Grason - Stadler 162K
1965
Grason - Stadler Company
15 Winthorp Street
West Concord, Massachusetts, USA

    The Grason-Stadler 162K is a specially modified McIntosh MC-40 amplifier that was designed to be used as a studio monitor in conjunction with the Grason-Stadler 162 "Speech Audiometer" speech and hearing analyzer.  Electronically the Grason-Stadler amplifier is the same as the McIntosh amplifier with the addition of a VU meter connection, VU meter adjustment control, and an attenuate circuit between the input and first 12AX7 preamplifier tube.  The amplifier pictured above is one of a matched pair of mint GSC amplifiers I have in my collection.  The output 6L6GC tubes that I use on these amps are 1996 Svetlana brand tubes made by the Svetlana Electron Devices Inc. Russia.

Tube Line Up:
12AX7...Preamplifier
12AU7...Preamplifier
12BH7...Preamplifier
12AX7...Preamplifier
6L6GC x 2...Push Pull Audio Output
Solid State Rectifiers

Power Source:
AC...120 Volts

Measurements:
Height...7-7/8 inches
Width...8-1/8 inches
Depth...13-3/4
inches

    Learn more about the McIntosh MC40 by visiting Roger Russell's McIntosh History Page web site by clicking on the link below.

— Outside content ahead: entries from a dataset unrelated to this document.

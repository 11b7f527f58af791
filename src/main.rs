//! merchkit — storefront backend
//!
//! Long-running service that:
//! - Serves the product catalog (Airtable-backed, cached, with a static fallback)
//! - Resolves quantity-tier pricing for quotes and carts
//! - Composites customer logos onto product images and stores the mockups in S3
//! - Opens hosted Stripe checkout sessions with tax and shipping

mod api;
mod catalog;
mod config;
mod error;
mod mockup;
mod pricing;
mod shipping;
mod state;
mod storage;
mod stripe;

use config::Config;
use error::BoxError;
use state::AppState;

#[tokio::main]
async fn main() -> Result<(), BoxError> {
    // Load .env file
    let _ = dotenvy::dotenv();

    // Initialize tracing
    tracing_subscriber::fmt()
        .with_env_filter(
            tracing_subscriber::EnvFilter::try_from_default_env()
                .unwrap_or_else(|_| "merchkit=info,tower_http=info".into()),
        )
        .init();

    let config = Config::from_env()?;

    tracing::info!("Starting merchkit (env: {})", config.environment);

    let state = AppState::new(&config).await?;
    let app = api::create_router(state);

    let addr = format!("0.0.0.0:{}", config.http_port);
    let listener = tokio::net::TcpListener::bind(&addr).await?;
    tracing::info!("merchkit HTTP listening on {addr}");

    axum::serve(listener, app).await?;

    Ok(())
}
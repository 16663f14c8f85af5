//! Operator gate in front of course processing.
//!
//! Nothing in [`crate::pipeline`] runs without an [`Operator`], and the only
//! way to get one is through an [`IdentityProvider`].

use std::collections::BTreeSet;

use tracing::{info, warn};

/// What an operator presents to sign in.
#[derive(Debug, Clone, PartialEq, Eq)]
pub struct Credentials {
    pub name: String,
}

impl Credentials {
    pub fn new(name: impl Into<String>) -> Self {
        Self { name: name.into() }
    }
}

/// An authenticated human operator.
#[derive(Debug, Clone, PartialEq, Eq)]
pub struct Operator {
    name: String,
}

impl Operator {
    /// Mint a capability. Intended for [`IdentityProvider`] implementations.
    pub fn granted(name: impl Into<String>) -> Self {
        Self { name: name.into() }
    }

    pub fn name(&self) -> &str {
        &self.name
    }
}

#[derive(Debug, Clone, PartialEq, Eq, thiserror::Error)]
pub enum AuthError {
    #[error("operator name is empty")]
    MissingName,
    #[error("operator {0:?} is not allowed to run this tool")]
    NotAllowed(String),
}

pub trait IdentityProvider {
    fn authenticate(&self, credentials: &Credentials) -> Result<Operator, AuthError>;
}

/// Trusts the local account, optionally restricted to an allow-list.
#[derive(Debug, Clone, Default)]
pub struct LocalOperator {
    allowed: BTreeSet<String>,
}

impl LocalOperator {
    /// An empty allow-list admits any non-empty name.
    pub fn new<I, S>(allowed: I) -> Self
    where
        I: IntoIterator<Item = S>,
        S: Into<String>,
    {
        Self {
            allowed: allowed.into_iter().map(Into::into).collect(),
        }
    }
}

impl IdentityProvider for LocalOperator {
    fn authenticate(&self, credentials: &Credentials) -> Result<Operator, AuthError> {
        let name = credentials.name.trim();
        if name.is_empty() {
            return Err(AuthError::MissingName);
        }
        if !self.allowed.is_empty() && !self.allowed.contains(name) {
            warn!(operator = name, "operator rejected");
            return Err(AuthError::NotAllowed(name.to_string()));
        }
        info!(operator = name, "operator signed in");
        Ok(Operator::granted(name))
    }
}
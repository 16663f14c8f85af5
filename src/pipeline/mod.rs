pub mod course;
pub mod polish;
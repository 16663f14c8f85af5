//! Re-brand Canvas LMS course content by remapping institutional colors.
//!
//! [`registry::PaletteRegistry`] holds the known palettes, and
//! [`rewrite::Rewriter`] classifies and swaps every `#rrggbb` token in a body
//! of HTML. [`pipeline::course`] drives both over a whole course.

pub mod auth;
pub mod cli;
pub mod color;
pub mod config;
pub mod content;
pub mod pipeline;
pub mod preview;
pub mod registry;
pub mod rewrite;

Roger Russell's McIntosh History Page

Grason-Stadler's corporate website

    Instruction Manual for the Grason-Stadler Speech Audiometer Model 162.  The schematics and instructions to use the 162K amplifier is included.

    This is a picture of the Grason-Stadler Speech Audiometer Model 162.  It was designed for speech and hearing analyses and has it's own built in amplifier using 6V6 push-pull output tubes.  The 162K amplifier was designed to give an added boost in amplification when required by the user.

Grason-Stadler 162K amplifier schematic.

McIntosh MC40 amplifier schematic.

    This is a comparison of the two input circuits showing the difference between the Grason-Stadler 162K (left) and that of the McIntosh MC40 (right).  The circuit for the Grason-Stadler 162K allows less audio input signal then does the circuit for the McIntosh MC40 but it can easily by rewired to match McIntosh's input circuit.